In the best case, the sterilization configuration can be iteratively modified until the regulatory requirements are
met. This is an expensive and time-consuming endeavor. However, it is still preferable to the worst cases of
having to redesign parts of the device or abandoning the device all together.
This “trial-and-error” approach is prevalent throughout all aspects of sterilization. As another example, when
choosing between sterilization methods, medical device companies often rely on rules-of-thumb which may
lead to a suboptimal choice for their device.

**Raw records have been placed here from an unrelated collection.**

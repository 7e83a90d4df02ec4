//! Positional encoding of a request/response tuple into the fixed-size
//! user-data region sealed under the TEE quote.
//!
//! The byte at a given offset carries the meaning defined here and nowhere
//! else; verifiers read the region by offset, never by field name. Changing
//! any offset is a consensus break with deployed verification programs.

use std::collections::HashMap;

use serde::{Deserialize, Serialize};
use sha2::{Digest, Sha256};
use utoipa::ToSchema;

use crate::encoding::pad_right;
use crate::error::{EncodingError, SigningError};
use crate::signer::SigningContext;

/// Size of one oracle user-data chunk.
pub const ORACLE_CHUNK_SIZE: usize = 256;
/// Value substituted for headers outside the allow-list before sealing.
pub const MASKED_HEADER_VALUE: &str = "*****";
/// Most chunks a multi-token payload may carry; bounded by the chunk count
/// the formatter accepts.
pub const MAX_ORACLE_CHUNKS: usize = 32;

pub const MAX_ATTESTATION_DATA_SIZE: usize = 64;
pub const MAX_URL_SIZE: usize = 96;
pub const MAX_SELECTOR_SIZE: usize = 48;

// Fixed offsets inside one oracle chunk.
const TIMESTAMP_POS: usize = 0;
const STATUS_CODE_POS: usize = 8;
const METHOD_POS: usize = 10;
const RESPONSE_FORMAT_POS: usize = 11;
const HTML_RESULT_TYPE_POS: usize = 12;
const ENCODING_VALUE_POS: usize = 13;
const ENCODING_PRECISION_POS: usize = 14;
const ATTESTATION_DATA_POS: usize = 16;
const URL_POS: usize = 80;
const SELECTOR_POS: usize = 176;
const REQUEST_EXTRAS_DIGEST_POS: usize = 224;

#[derive(Debug, Clone, Copy, PartialEq, Eq, Serialize, Deserialize, ToSchema)]
pub enum HttpMethod {
    #[serde(rename = "GET")]
    Get,
    #[serde(rename = "POST")]
    Post,
}

impl HttpMethod {
    fn encode(self) -> u8 {
        match self {
            HttpMethod::Get => 0,
            HttpMethod::Post => 1,
        }
    }
}

#[derive(Debug, Clone, Copy, PartialEq, Eq, Serialize, Deserialize, ToSchema)]
#[serde(rename_all = "lowercase")]
pub enum ResponseFormat {
    Json,
    Html,
}

impl ResponseFormat {
    fn encode(self) -> u8 {
        match self {
            ResponseFormat::Json => 0,
            ResponseFormat::Html => 1,
        }
    }
}

#[derive(Debug, Clone, Copy, PartialEq, Eq, Serialize, Deserialize, ToSchema)]
#[serde(rename_all = "lowercase")]
pub enum HtmlResultType {
    Element,
    Value,
}

impl HtmlResultType {
    fn encode(opt: Option<Self>) -> u8 {
        match opt {
            None => 0,
            Some(HtmlResultType::Element) => 1,
            Some(HtmlResultType::Value) => 2,
        }
    }
}

#[derive(Debug, Clone, Copy, PartialEq, Eq, Serialize, Deserialize, ToSchema)]
#[serde(rename_all = "lowercase")]
pub enum EncodingValue {
    String,
    Int,
    Float,
}

impl EncodingValue {
    fn encode(self) -> u8 {
        match self {
            EncodingValue::String => 0,
            EncodingValue::Int => 1,
            EncodingValue::Float => 2,
        }
    }
}

#[derive(Debug, Clone, Copy, PartialEq, Eq, Serialize, Deserialize, ToSchema)]
pub struct EncodingOptions {
    pub value: EncodingValue,
    #[serde(default)]
    pub precision: u8,
}

/// A caller-supplied notarization request.
#[derive(Debug, Clone, PartialEq, Eq, Serialize, Deserialize, ToSchema)]
#[serde(rename_all = "camelCase")]
pub struct AttestationRequest {
    /// HTTPS target, or one of the reserved `price_feed:`/`crypto/rand:`
    /// URLs.
    pub url: String,
    pub request_method: HttpMethod,
    #[serde(default)]
    pub selector: String,
    pub response_format: ResponseFormat,
    #[serde(default, skip_serializing_if = "Option::is_none")]
    pub html_result_type: Option<HtmlResultType>,
    #[serde(default, skip_serializing_if = "Option::is_none")]
    pub request_body: Option<String>,
    #[serde(default, skip_serializing_if = "Option::is_none")]
    pub request_content_type: Option<String>,
    #[serde(default)]
    pub request_headers: HashMap<String, String>,
    pub encoding_options: EncodingOptions,
}

impl AttestationRequest {
    /// Copy of the request with every header outside `accepted` masked.
    /// This is what gets sealed and echoed; the wire request keeps the
    /// original values.
    pub fn masked(&self, accepted: &[String]) -> Self {
        let mut masked = self.clone();
        masked.request_headers = mask_unaccepted_headers(&self.request_headers, accepted);
        masked
    }
}

#[derive(Debug, Clone, Serialize, Deserialize, ToSchema)]
pub struct AttestationRequestWithDebug {
    #[serde(flatten)]
    pub request: AttestationRequest,
    /// Skip quote generation and return the extracted value for inspection.
    #[serde(default)]
    pub debug: bool,
}

/// Replace the value of every header not named in `accepted` with
/// [`MASKED_HEADER_VALUE`]. Matching is exact-case. Idempotent.
pub fn mask_unaccepted_headers(
    headers: &HashMap<String, String>,
    accepted: &[String],
) -> HashMap<String, String> {
    headers
        .iter()
        .map(|(name, value)| {
            let value = if accepted.iter().any(|a| a == name) {
                value.clone()
            } else {
                MASKED_HEADER_VALUE.to_string()
            };
            (name.clone(), value)
        })
        .collect()
}

#[derive(Debug, Clone, Copy, PartialEq, Eq, Serialize, ToSchema)]
pub struct PositionInfo {
    pub pos: usize,
    pub len: usize,
}

/// Where each field lives inside one oracle chunk.
#[derive(Debug, Clone, Copy, Serialize, ToSchema)]
#[serde(rename_all = "camelCase")]
pub struct EncodedPositions {
    pub timestamp: PositionInfo,
    pub status_code: PositionInfo,
    pub method: PositionInfo,
    pub response_format: PositionInfo,
    pub html_result_type: PositionInfo,
    pub encoding_options: PositionInfo,
    pub attestation_data: PositionInfo,
    pub url: PositionInfo,
    pub selector: PositionInfo,
    pub request_extras_digest: PositionInfo,
}

impl EncodedPositions {
    fn new() -> Self {
        Self {
            timestamp: PositionInfo { pos: TIMESTAMP_POS, len: 8 },
            status_code: PositionInfo { pos: STATUS_CODE_POS, len: 2 },
            method: PositionInfo { pos: METHOD_POS, len: 1 },
            response_format: PositionInfo { pos: RESPONSE_FORMAT_POS, len: 1 },
            html_result_type: PositionInfo { pos: HTML_RESULT_TYPE_POS, len: 1 },
            encoding_options: PositionInfo { pos: ENCODING_VALUE_POS, len: 2 },
            attestation_data: PositionInfo {
                pos: ATTESTATION_DATA_POS,
                len: MAX_ATTESTATION_DATA_SIZE,
            },
            url: PositionInfo { pos: URL_POS, len: MAX_URL_SIZE },
            selector: PositionInfo { pos: SELECTOR_POS, len: MAX_SELECTOR_SIZE },
            request_extras_digest: PositionInfo {
                pos: REQUEST_EXTRAS_DIGEST_POS,
                len: 32,
            },
        }
    }
}

/// Everything needed to mint and later verify a quote for one request.
#[derive(Debug, Clone)]
pub struct QuotePreparationData {
    pub user_data: Vec<u8>,
    pub formatted_user_data: String,
    pub request_hash: String,
    pub attestation_hash: [u8; 16],
    pub encoded_positions: EncodedPositions,
}

/// One request/response tuple of a multi-token batch.
#[derive(Debug, Clone, Copy)]
pub struct ProofPart<'a> {
    pub status_code: u16,
    pub attestation_data: &'a str,
    pub timestamp: u64,
    pub request: &'a AttestationRequest,
}

/// Prepared payload for a multi-token batch: all chunks concatenated in
/// request order and hashed once.
#[derive(Debug, Clone)]
pub struct MultiQuotePreparationData {
    pub user_data: Vec<u8>,
    pub formatted_user_data: String,
    pub attestation_hash: [u8; 16],
    pub request_hashes: Vec<String>,
    pub encoded_positions: Vec<EncodedPositions>,
}

/// Serialize one request/response tuple into a 256-byte oracle chunk.
///
/// The request must already be masked; this function seals whatever header
/// values it is given.
pub fn encode_user_data(
    status_code: u16,
    attestation_data: &str,
    timestamp: u64,
    request: &AttestationRequest,
) -> Result<(Vec<u8>, EncodedPositions), EncodingError> {
    let data = attestation_data.as_bytes();
    if data.len() > MAX_ATTESTATION_DATA_SIZE {
        return Err(EncodingError::AttestationDataTooLarge {
            len: data.len(),
            max: MAX_ATTESTATION_DATA_SIZE,
        });
    }
    let url = request.url.as_bytes();
    if url.len() > MAX_URL_SIZE {
        return Err(EncodingError::UrlTooLarge { len: url.len(), max: MAX_URL_SIZE });
    }
    let selector = request.selector.as_bytes();
    if selector.len() > MAX_SELECTOR_SIZE {
        return Err(EncodingError::SelectorTooLarge {
            len: selector.len(),
            max: MAX_SELECTOR_SIZE,
        });
    }

    let mut chunk = vec![0u8; ORACLE_CHUNK_SIZE];
    chunk[TIMESTAMP_POS..TIMESTAMP_POS + 8].copy_from_slice(&timestamp.to_le_bytes());
    chunk[STATUS_CODE_POS..STATUS_CODE_POS + 2].copy_from_slice(&status_code.to_le_bytes());
    chunk[METHOD_POS] = request.request_method.encode();
    chunk[RESPONSE_FORMAT_POS] = request.response_format.encode();
    chunk[HTML_RESULT_TYPE_POS] = HtmlResultType::encode(request.html_result_type);
    chunk[ENCODING_VALUE_POS] = request.encoding_options.value.encode();
    chunk[ENCODING_PRECISION_POS] = request.encoding_options.precision;
    chunk[ATTESTATION_DATA_POS..ATTESTATION_DATA_POS + MAX_ATTESTATION_DATA_SIZE]
        .copy_from_slice(&pad_right(data, MAX_ATTESTATION_DATA_SIZE));
    chunk[URL_POS..URL_POS + MAX_URL_SIZE].copy_from_slice(&pad_right(url, MAX_URL_SIZE));
    chunk[SELECTOR_POS..SELECTOR_POS + MAX_SELECTOR_SIZE]
        .copy_from_slice(&pad_right(selector, MAX_SELECTOR_SIZE));
    chunk[REQUEST_EXTRAS_DIGEST_POS..REQUEST_EXTRAS_DIGEST_POS + 32]
        .copy_from_slice(&request_extras_digest(request));

    Ok((chunk, EncodedPositions::new()))
}

/// Digest over the parts of the request that have no dedicated slot:
/// headers, body and content type. Headers are sorted bytewise by name so
/// the digest does not depend on map iteration order.
fn request_extras_digest(request: &AttestationRequest) -> [u8; 32] {
    let mut headers: Vec<(&String, &String)> = request.request_headers.iter().collect();
    headers.sort_by(|a, b| a.0.cmp(b.0));

    let mut hasher = Sha256::new();
    for (name, value) in headers {
        hasher.update(name.as_bytes());
        hasher.update(b":");
        hasher.update(value.as_bytes());
        hasher.update(b"\n");
    }
    hasher.update([0u8]);
    if let Some(body) = &request.request_body {
        hasher.update(body.as_bytes());
    }
    hasher.update([0u8]);
    if let Some(content_type) = &request.request_content_type {
        hasher.update(content_type.as_bytes());
    }
    hasher.finalize().into()
}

As such, the medical device industry is in need of a tool that will allow them to consider sterilization
requirements early in the product development process, in the same way they would consider other
engineering concerns such as thermal management, stress distributions, and environmental sensitivity. The
incorporation of such a tool into the product development process will allow for a first-class consideration of
medical device safety as it relates to sterilization, which has a positive impact on public health.
This project proposes to fill this gap in the computer-aided engineering market by developing a simulation tool
capable of predicting the outcome of radiation sterilization without having a fully engineered or manufactured
product. From only the Computer Aided Design (CAD) model of the device, the proposed software will be able
to calculate the full three-dimensional dose distribution that would be delivered during radiation sterilization
processing. By leveraging the massively parallel architecture of Graphical Processing Units (GPUs), the
simulations will be fast and user-friendly.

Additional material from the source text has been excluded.